**AVAILABLE DATA**
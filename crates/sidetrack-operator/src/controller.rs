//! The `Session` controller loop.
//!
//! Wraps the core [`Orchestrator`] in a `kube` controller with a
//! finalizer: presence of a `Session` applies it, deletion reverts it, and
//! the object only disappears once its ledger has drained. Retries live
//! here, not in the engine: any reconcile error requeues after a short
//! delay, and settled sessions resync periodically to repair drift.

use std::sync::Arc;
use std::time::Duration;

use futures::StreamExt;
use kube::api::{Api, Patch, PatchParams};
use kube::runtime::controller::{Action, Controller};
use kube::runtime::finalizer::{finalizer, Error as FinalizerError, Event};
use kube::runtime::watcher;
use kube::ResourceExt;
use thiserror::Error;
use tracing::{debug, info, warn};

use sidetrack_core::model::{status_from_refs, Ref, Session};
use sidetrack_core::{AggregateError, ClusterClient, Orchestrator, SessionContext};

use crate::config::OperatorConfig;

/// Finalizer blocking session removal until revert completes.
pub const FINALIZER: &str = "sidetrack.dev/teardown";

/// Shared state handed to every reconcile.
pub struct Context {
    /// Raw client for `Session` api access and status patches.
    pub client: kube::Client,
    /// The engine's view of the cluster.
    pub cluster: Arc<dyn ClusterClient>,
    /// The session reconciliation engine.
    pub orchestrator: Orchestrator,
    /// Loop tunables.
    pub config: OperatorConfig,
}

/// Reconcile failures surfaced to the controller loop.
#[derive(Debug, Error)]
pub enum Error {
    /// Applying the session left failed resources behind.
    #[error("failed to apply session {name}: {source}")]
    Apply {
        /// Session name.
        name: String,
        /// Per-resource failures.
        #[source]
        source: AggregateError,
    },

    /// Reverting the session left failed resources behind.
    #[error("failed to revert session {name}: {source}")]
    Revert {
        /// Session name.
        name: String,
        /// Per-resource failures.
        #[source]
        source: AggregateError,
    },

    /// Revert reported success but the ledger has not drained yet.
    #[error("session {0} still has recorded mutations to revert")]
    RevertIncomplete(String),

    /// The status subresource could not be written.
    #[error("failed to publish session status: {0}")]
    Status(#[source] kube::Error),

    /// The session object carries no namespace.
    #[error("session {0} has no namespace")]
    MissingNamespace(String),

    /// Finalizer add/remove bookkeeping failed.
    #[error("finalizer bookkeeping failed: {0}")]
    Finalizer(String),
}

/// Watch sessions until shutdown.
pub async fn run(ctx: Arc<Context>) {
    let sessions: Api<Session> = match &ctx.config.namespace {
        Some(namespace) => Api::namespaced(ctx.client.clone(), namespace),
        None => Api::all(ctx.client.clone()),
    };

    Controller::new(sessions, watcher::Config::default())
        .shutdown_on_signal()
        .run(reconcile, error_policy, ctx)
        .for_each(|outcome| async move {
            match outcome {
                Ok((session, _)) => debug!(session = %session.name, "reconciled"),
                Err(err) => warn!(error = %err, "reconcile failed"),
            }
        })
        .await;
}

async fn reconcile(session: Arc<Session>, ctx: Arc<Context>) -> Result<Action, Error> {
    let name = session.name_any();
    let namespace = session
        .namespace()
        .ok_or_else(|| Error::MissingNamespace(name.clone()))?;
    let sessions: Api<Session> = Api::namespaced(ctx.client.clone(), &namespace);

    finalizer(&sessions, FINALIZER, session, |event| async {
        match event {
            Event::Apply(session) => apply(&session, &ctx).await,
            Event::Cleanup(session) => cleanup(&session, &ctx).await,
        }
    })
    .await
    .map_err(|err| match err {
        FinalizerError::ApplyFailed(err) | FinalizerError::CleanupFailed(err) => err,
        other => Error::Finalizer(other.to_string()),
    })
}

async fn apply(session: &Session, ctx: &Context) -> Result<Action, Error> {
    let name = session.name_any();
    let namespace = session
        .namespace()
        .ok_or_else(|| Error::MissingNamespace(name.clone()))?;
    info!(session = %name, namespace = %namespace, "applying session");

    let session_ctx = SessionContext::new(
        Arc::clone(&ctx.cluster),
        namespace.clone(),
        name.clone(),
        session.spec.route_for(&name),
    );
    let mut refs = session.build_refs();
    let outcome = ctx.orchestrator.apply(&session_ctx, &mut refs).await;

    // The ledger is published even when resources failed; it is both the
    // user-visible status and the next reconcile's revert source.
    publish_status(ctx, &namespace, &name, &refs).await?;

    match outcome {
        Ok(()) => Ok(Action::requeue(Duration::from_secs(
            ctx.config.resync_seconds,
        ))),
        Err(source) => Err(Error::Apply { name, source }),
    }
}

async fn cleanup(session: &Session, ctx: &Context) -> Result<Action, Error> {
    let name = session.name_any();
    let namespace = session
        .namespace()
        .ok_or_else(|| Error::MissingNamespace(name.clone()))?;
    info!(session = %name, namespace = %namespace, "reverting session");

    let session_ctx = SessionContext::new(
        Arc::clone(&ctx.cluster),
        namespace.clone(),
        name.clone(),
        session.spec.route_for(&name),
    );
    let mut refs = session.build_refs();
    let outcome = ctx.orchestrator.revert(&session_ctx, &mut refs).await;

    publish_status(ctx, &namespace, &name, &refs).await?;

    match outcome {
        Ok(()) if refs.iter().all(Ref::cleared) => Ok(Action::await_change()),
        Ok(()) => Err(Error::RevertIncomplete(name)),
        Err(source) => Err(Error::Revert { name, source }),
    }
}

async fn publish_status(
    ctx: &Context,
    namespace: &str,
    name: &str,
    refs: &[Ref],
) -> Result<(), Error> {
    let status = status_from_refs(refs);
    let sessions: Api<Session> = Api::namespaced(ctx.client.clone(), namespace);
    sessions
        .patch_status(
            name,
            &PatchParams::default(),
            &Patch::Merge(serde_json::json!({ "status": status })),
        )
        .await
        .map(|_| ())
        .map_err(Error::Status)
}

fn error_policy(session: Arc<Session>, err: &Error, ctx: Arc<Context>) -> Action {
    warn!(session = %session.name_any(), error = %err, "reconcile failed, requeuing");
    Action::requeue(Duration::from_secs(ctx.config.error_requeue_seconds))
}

--

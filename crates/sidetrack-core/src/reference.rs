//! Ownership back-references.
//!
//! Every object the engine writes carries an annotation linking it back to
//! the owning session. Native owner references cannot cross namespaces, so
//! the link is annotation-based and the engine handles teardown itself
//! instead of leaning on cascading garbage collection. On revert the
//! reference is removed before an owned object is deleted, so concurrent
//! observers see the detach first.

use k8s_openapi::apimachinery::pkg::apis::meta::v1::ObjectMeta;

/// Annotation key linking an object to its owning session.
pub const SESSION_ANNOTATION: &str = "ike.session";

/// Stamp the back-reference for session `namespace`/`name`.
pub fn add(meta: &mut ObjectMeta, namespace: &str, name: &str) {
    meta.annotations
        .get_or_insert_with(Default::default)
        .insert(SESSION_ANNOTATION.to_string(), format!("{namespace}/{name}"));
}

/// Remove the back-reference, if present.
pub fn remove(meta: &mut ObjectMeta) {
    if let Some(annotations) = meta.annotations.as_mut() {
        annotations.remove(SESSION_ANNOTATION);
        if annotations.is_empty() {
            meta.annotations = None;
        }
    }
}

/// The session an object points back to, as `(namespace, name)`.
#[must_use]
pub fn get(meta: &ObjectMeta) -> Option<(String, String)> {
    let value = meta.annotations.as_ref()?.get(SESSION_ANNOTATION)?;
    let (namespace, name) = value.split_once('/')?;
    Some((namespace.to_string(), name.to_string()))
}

...

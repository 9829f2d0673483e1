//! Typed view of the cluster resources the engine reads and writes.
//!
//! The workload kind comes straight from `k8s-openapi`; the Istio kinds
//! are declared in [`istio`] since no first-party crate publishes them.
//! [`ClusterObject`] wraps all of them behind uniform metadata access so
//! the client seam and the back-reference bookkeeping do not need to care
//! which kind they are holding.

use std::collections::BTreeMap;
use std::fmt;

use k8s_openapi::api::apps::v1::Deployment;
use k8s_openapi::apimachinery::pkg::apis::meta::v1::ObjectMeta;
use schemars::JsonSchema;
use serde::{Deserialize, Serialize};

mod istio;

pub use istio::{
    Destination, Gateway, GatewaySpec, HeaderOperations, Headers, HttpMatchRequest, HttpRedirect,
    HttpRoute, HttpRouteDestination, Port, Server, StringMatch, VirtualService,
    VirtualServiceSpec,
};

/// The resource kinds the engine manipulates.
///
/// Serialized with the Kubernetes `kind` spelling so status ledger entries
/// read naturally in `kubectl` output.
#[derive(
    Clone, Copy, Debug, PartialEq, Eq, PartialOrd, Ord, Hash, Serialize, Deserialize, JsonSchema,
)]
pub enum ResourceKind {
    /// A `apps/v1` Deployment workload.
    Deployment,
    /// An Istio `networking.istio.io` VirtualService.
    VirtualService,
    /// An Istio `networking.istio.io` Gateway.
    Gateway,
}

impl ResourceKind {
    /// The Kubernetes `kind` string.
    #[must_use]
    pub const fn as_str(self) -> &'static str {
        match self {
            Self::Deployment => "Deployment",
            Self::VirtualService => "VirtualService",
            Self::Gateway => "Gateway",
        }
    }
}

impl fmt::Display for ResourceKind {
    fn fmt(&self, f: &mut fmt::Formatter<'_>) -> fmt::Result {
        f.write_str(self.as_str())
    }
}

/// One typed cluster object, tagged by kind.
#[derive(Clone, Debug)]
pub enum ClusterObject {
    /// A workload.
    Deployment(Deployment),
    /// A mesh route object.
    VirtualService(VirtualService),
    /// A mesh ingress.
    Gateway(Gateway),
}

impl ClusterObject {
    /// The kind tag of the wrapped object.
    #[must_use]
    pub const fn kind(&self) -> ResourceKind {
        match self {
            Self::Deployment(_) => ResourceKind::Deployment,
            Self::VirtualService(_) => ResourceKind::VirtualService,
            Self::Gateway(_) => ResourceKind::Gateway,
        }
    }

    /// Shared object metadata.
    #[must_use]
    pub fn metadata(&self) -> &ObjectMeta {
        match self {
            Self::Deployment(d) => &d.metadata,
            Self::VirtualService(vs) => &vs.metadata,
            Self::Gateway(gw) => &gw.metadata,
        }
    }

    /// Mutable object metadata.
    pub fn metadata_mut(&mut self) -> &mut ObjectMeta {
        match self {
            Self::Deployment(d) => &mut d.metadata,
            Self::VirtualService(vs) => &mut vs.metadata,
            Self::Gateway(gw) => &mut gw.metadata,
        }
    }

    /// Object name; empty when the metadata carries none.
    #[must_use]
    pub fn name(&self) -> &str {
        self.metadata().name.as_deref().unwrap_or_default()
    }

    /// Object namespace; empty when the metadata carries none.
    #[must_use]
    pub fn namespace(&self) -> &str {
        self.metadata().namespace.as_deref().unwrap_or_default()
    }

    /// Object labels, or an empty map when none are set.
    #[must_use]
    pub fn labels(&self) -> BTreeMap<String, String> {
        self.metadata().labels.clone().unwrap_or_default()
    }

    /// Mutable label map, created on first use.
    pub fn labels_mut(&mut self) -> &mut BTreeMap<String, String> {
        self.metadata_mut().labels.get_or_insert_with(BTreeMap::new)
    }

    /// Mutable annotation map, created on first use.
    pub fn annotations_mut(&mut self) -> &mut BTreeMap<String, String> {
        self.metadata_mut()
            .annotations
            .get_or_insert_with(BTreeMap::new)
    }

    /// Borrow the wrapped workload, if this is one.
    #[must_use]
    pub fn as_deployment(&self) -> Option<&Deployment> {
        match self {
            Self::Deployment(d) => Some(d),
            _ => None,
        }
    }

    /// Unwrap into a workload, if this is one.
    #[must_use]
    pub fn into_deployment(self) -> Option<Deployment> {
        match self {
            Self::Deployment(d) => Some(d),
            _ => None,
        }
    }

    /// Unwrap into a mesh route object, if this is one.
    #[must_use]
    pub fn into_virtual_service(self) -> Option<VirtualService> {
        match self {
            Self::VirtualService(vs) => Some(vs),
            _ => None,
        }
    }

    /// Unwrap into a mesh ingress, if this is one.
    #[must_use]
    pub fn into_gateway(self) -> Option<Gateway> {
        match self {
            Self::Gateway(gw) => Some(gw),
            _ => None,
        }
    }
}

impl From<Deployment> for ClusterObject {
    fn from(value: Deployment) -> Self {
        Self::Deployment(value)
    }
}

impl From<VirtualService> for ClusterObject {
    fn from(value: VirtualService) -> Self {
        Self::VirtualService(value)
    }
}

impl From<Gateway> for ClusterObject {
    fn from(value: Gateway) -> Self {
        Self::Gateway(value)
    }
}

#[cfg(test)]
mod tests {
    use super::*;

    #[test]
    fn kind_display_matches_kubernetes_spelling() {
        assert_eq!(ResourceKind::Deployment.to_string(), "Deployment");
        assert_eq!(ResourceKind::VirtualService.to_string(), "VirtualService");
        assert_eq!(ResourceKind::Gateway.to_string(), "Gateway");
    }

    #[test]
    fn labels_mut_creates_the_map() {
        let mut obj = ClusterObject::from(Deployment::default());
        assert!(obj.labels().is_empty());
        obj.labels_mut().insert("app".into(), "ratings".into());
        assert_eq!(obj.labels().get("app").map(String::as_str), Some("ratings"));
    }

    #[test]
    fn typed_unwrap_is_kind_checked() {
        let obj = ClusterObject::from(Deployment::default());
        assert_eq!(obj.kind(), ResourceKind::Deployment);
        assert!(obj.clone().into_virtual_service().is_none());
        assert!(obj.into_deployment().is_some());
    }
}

**ABOUT THIS TASK**
A single number, please: how many lines in the data above contain the string "async"?

**TASK ANSWER**
7